• _What is required_:
Starting at the line below holding "use std::collections::HashSet;" and stopping at the line holding "or misses keys.", print every line exactly, both ends included, and leave the rest out.

──────── Data

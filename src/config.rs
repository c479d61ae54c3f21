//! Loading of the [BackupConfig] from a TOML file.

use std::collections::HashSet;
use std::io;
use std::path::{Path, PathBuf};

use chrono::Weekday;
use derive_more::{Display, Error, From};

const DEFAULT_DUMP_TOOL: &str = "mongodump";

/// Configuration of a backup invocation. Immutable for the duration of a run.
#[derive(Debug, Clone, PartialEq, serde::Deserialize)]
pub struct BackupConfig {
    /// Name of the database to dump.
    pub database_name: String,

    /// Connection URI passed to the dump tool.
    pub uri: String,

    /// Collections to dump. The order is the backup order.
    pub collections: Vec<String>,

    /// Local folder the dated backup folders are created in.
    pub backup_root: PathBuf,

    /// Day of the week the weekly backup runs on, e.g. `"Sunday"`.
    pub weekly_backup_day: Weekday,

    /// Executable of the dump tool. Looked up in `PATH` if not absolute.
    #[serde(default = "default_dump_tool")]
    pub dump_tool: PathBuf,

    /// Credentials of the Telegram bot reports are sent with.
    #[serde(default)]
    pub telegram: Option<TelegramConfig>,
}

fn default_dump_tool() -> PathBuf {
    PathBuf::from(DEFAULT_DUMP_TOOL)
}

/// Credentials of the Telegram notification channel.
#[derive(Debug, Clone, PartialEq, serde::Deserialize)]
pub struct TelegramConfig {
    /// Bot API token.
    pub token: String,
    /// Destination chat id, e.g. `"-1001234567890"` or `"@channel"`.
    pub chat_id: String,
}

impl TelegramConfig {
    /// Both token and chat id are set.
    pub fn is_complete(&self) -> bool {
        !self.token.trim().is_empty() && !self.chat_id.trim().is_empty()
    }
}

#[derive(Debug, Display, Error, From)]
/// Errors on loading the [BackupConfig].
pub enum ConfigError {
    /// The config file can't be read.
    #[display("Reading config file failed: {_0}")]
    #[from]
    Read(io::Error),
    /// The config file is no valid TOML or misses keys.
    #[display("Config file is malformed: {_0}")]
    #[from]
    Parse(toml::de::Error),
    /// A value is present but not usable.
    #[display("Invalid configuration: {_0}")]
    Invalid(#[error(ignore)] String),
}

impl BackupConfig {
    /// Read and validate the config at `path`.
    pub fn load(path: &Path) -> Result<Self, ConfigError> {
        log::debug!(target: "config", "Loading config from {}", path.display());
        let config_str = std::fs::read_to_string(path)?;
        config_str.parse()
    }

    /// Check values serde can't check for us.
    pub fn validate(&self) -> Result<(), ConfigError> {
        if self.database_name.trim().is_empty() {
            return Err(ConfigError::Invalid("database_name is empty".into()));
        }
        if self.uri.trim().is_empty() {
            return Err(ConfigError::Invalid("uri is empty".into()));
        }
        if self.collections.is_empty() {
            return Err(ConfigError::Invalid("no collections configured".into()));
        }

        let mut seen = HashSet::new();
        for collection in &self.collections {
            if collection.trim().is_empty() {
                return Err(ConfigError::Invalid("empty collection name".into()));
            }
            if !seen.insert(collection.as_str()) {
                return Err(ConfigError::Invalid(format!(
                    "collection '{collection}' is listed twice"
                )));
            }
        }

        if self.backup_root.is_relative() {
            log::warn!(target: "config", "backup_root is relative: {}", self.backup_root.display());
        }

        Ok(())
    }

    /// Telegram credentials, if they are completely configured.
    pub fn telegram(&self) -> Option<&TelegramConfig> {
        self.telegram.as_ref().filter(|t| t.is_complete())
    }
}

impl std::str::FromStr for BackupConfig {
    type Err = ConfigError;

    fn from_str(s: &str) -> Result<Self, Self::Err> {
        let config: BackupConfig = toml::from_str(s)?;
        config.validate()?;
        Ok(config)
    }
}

────────────────

• _Response to the exercise_:
use std::collections::HashSet;
use std::io;
use std::path::{Path, PathBuf};

use chrono::Weekday;
use derive_more::{Display, Error, From};

const DEFAULT_DUMP_TOOL: &str = "mongodump";

/// Configuration of a backup invocation. Immutable for the duration of a run.
#[derive(Debug, Clone, PartialEq, serde::Deserialize)]
pub struct BackupConfig {
    /// Name of the database to dump.
    pub database_name: String,

    /// Connection URI passed to the dump tool.
    pub uri: String,

    /// Collections to dump. The order is the backup order.
    pub collections: Vec<String>,

    /// Local folder the dated backup folders are created in.
    pub backup_root: PathBuf,

    /// Day of the week the weekly backup runs on, e.g. `"Sunday"`.
    pub weekly_backup_day: Weekday,

    /// Executable of the dump tool. Looked up in `PATH` if not absolute.
    #[serde(default = "default_dump_tool")]
    pub dump_tool: PathBuf,

    /// Credentials of the Telegram bot reports are sent with.
    #[serde(default)]
    pub telegram: Option<TelegramConfig>,
}

fn default_dump_tool() -> PathBuf {
    PathBuf::from(DEFAULT_DUMP_TOOL)
}

/// Credentials of the Telegram notification channel.
#[derive(Debug, Clone, PartialEq, serde::Deserialize)]
pub struct TelegramConfig {
    /// Bot API token.
    pub token: String,
    /// Destination chat id, e.g. `"-1001234567890"` or `"@channel"`.
    pub chat_id: String,
}

impl TelegramConfig {
    /// Both token and chat id are set.
    pub fn is_complete(&self) -> bool {
        !self.token.trim().is_empty() && !self.chat_id.trim().is_empty()
    }
}

#[derive(Debug, Display, Error, From)]
/// Errors on loading the [BackupConfig].
pub enum ConfigError {
    /// The config file can't be read.
    #[display("Reading config file failed: {_0}")]
    #[from]
    Read(io::Error),
    /// The config file is no valid TOML or misses keys.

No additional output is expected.